Crescimento e desigualdade: cuidado, pois o PIB é o único indicador de prosperidade
O ritmo de crescimento da economia espanhola desde a saída da última grande crise, em 2014, tem sido admirado e até invejado pelos seus parceiros europeus. O PIB espanhol já acumula 25 trimestres consecutivos de avanço. E, embora seja verdade que o abrandamento que se alastra pelo Velho Continente prejudica a economia espanhola, também é verdade que continua a crescer acima da média europeia. O Gabinete de Estudos Económicos da Axesor prevê um avanço de 2% para o conjunto de 2019 e de 1,8% para 2020. Os números estão longe dos 3,8% que somou em 2015 e também dos 2,4% mais moderados com o que fechou 2018. Mas não é um avanço desprezível se comparado, por exemplo, com a situação na Alemanha, locomotiva do bloco, que está perigosamente à beira da recessão.
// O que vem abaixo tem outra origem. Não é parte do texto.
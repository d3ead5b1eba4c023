//! Filesystem-based FileTree implementation.

use std::path::{Path, PathBuf};

use async_trait::async_trait;
use tokio::fs;

use super::{EntryKind, Error, FileReader, FileTree, Result, TreeEntry};

/// A FileTree backed by the local filesystem.
///
/// Paths are used as given, so a walk rooted at a relative path yields
/// relative paths.
#[derive(Debug, Clone, Copy, Default)]
pub struct FsFileTree;

impl FsFileTree {
    pub fn new() -> Self {
        Self
    }

    /// Classify a directory entry. Links to files count as files; links to
    /// directories are neither listed nor followed.
    async fn entry_kind(entry: &fs::DirEntry) -> std::io::Result<EntryKind> {
        let file_type = entry.file_type().await?;
        if file_type.is_dir() {
            return Ok(EntryKind::Directory);
        }
        if file_type.is_file() {
            return Ok(EntryKind::File);
        }
        if file_type.is_symlink() {
            return Ok(match fs::metadata(entry.path()).await {
                Ok(metadata) if metadata.is_file() => EntryKind::File,
                _ => EntryKind::Other,
            });
        }
        Ok(EntryKind::Other)
    }
}

fn map_not_found(path: &Path, e: std::io::Error) -> Error {
    if e.kind() == std::io::ErrorKind::NotFound {
        Error::NotFound(path.to_string_lossy().into_owned())
    } else {
        Error::Io(e)
    }
}

#[async_trait]
impl FileTree for FsFileTree {
    async fn read_dir(&self, path: &Path) -> Result<Vec<TreeEntry>> {
        let metadata = fs::metadata(path)
            .await
            .map_err(|e| map_not_found(path, e))?;
        if !metadata.is_dir() {
            return Err(Error::NotADirectory(path.to_string_lossy().into_owned()));
        }

        let mut entries = fs::read_dir(path).await?;
        let mut result = Vec::new();
        while let Some(entry) = entries.next_entry().await? {
            result.push(TreeEntry {
                name: entry.file_name(),
                kind: Self::entry_kind(&entry).await?,
            });
        }
        Ok(result)
    }

    async fn open(&self, path: &Path) -> Result<FileReader> {
        let metadata = fs::metadata(path)
            .await
            .map_err(|e| map_not_found(path, e))?;
        if !metadata.is_file() {
            return Err(Error::NotAFile(path.to_string_lossy().into_owned()));
        }

        let file = fs::File::open(path).await?;
        Ok(Box::pin(file))
    }

    fn local_path(&self, path: &Path) -> Option<PathBuf> {
        Some(path.to_path_buf())
    }
}

// =============================================================================
// Tests
// =============================================================================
A prosperidade de um país não se mede, porém, apenas pelo seu PIB, mas também pelas desigualdades. E, apesar deste invejável compasso de crescimento desde a Grande Recessão, estes aumentaram em Espanha desde 2008. Mais de um em cada quatro espanhóis (26,1%) estava em 2018 em risco de pobreza e exclusão social, como recentemente destacou o Eurostat. São 2,3 pontos percentuais há mais de dez anos. Com 12,2 milhões de pessoas nesta situação, a Espanha é, juntamente com o Luxemburgo, a Grécia e a Estónia, um dos únicos quatro países em que o risco de exclusão aumentou nos últimos dez anos.
O desafio, portanto, é alcançar o crescimento inclusivo porque as vulnerabilidades pesam sobre o potencial de uma economia e o fazem não apenas em tempos de desaceleração como o atual, mas também em tempos de maior boom econômico. É algo que a Axesor Rating tem em mente nas suas classificações de crédito soberano. Na última revisão de Espanha, em outubro deste ano, avisamos que, “ao ritmo atual, será difícil cumprir a meta de reduzir a pobreza pela metade até 2030, pois Espanha se comprometeu em 2015 a aderir ao ano 2030 Agenda”, o plano de ação global da ONU baseado em 17 objetivos de desenvolvimento sustentável (ODS), tanto econômicos quanto ambientais, que visa garantir o progresso social e econômico sustentável.
Os desequilíbrios persistentes no sistema educacional espanhol não ajudam. O abandono escolar é elevado (17,9%) e a Espanha tem uma das taxas de emprego mais baixas para recém-licenciados da Europa: 75,4%. Contrasta, por exemplo, com 92,1% na Alemanha, e éclaramente uma ameaça ao crescimento futuro da economia espanhola devido ao seu impacto negativo na produtividade.
O elevado desemprego 14,5% no final de 2008) é outro dos grandes desafios, tanto pela sua proximidade ao nível estrutural, como pela sua elevada temporalidade, pela sua longa duração e pela sua incidência nos mais jovens. Foi, de facto,uma das principais causas do aumento das desigualdades sociais durante os anos de crise, daqueles de que falamos acima e que agora, dez anos depois, são mais disseminados do que em 2008.
Seria injusto, entretanto, não destacar que a Espanha tem trabalhado para cumprir os ODS. Devemos avaliar, por exemplo, a primeira emissão de obrigações verdes realizada pelo Instituto Oficial de Crédito no primeiro semestre de 2019 em 500 milhões de euros. Seguiram-se transmissões regionais, inclusive da Comunidade de Madrid.
O país já conta com um Alto Comissariado para a Agenda 2030 e um Conselho de Desenvolvimento Sustentável, além de uma Comissão Parlamentar para seu acompanhamento. Mas a instabilidade política que atravessa, em novembro serão realizadas as quartas eleições gerais em quatro anos, está a ter efeitos negativos: a Estratégia Espanhola de Desenvolvimento Sustentável e a aprovação da Lei de Mudanças Climáticas e Transição Ecológica ainda estão pendentes. E também faltam recursos para isso, que só podem ser previstos se forem aprovados novos Orçamentos Gerais do Estado, o que a fragmentação parlamentar impossibilitou em 2019.